Stored items:
########
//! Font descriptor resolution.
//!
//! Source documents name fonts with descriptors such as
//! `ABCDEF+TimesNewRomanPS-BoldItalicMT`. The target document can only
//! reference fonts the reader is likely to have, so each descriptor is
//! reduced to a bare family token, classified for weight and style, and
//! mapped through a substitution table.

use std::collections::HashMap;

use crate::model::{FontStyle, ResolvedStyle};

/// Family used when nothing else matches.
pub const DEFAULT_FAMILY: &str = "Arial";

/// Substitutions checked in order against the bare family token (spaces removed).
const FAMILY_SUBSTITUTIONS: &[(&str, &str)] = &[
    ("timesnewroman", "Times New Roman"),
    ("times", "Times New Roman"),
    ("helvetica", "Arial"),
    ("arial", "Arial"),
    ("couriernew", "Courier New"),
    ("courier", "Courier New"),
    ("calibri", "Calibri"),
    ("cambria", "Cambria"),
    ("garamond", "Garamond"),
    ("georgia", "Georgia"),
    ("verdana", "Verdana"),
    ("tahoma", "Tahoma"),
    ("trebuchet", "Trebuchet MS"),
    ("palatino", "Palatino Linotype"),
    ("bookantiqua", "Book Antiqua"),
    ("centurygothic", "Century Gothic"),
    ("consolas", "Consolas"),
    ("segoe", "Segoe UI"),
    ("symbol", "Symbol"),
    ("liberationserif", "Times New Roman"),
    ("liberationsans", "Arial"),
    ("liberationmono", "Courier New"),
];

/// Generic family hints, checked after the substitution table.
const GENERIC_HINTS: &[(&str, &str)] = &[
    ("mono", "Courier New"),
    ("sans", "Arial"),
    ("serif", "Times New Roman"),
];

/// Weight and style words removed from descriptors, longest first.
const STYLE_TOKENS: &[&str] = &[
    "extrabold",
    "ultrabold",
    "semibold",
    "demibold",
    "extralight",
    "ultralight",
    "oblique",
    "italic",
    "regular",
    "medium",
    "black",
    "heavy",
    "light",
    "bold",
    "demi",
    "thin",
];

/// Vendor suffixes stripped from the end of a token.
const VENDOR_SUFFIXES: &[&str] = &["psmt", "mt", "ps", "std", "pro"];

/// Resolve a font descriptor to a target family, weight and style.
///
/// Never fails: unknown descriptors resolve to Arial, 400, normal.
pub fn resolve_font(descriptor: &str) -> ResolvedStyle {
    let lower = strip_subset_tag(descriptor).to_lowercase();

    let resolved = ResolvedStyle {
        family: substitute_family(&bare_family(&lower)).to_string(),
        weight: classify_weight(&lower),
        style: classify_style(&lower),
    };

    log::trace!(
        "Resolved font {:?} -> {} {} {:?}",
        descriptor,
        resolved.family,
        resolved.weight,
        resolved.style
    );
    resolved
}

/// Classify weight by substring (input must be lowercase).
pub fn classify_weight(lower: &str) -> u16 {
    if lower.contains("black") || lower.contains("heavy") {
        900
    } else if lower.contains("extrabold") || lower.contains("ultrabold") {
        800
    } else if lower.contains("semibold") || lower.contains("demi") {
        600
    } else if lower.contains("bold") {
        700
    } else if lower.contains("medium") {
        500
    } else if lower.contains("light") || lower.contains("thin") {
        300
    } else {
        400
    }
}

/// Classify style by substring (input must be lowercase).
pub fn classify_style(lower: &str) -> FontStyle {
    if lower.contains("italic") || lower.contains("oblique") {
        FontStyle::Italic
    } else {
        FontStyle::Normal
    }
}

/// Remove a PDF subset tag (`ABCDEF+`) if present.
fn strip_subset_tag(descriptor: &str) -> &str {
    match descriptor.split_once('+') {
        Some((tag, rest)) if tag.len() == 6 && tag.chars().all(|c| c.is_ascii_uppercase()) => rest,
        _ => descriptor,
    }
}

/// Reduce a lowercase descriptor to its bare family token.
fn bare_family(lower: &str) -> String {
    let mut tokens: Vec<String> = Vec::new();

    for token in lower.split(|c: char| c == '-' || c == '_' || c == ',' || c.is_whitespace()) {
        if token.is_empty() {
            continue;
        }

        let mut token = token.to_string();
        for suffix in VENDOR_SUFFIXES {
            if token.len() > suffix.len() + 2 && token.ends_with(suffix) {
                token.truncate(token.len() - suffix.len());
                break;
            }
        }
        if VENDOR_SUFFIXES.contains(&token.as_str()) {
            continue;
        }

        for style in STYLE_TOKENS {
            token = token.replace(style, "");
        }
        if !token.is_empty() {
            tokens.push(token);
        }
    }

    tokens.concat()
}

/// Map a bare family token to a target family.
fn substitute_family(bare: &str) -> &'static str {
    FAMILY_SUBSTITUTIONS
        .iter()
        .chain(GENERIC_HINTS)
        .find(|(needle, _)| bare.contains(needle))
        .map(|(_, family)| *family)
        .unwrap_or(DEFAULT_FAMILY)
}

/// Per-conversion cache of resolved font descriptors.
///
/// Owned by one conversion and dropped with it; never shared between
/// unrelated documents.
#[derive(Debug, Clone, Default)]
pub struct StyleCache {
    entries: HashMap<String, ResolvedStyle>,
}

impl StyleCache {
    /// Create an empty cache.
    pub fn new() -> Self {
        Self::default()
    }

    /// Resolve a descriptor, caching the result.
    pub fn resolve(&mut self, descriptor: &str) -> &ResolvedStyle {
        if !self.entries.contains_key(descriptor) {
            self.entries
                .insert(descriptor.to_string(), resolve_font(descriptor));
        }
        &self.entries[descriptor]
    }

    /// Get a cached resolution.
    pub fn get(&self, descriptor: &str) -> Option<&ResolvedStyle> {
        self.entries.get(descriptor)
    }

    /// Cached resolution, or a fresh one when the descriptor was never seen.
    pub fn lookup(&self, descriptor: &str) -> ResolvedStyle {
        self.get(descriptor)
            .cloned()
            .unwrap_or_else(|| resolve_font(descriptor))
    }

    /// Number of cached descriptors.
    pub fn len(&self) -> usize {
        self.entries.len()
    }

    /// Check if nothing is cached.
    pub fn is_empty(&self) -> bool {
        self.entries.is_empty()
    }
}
########
**YOUR TASK**
Copy all lines from the entries that contain the word "conversion".

**RESPONSE TO THIS EXERCISE**
/// Per-conversion cache of resolved font descriptors.
/// Owned by one conversion and dropped with it; never shared between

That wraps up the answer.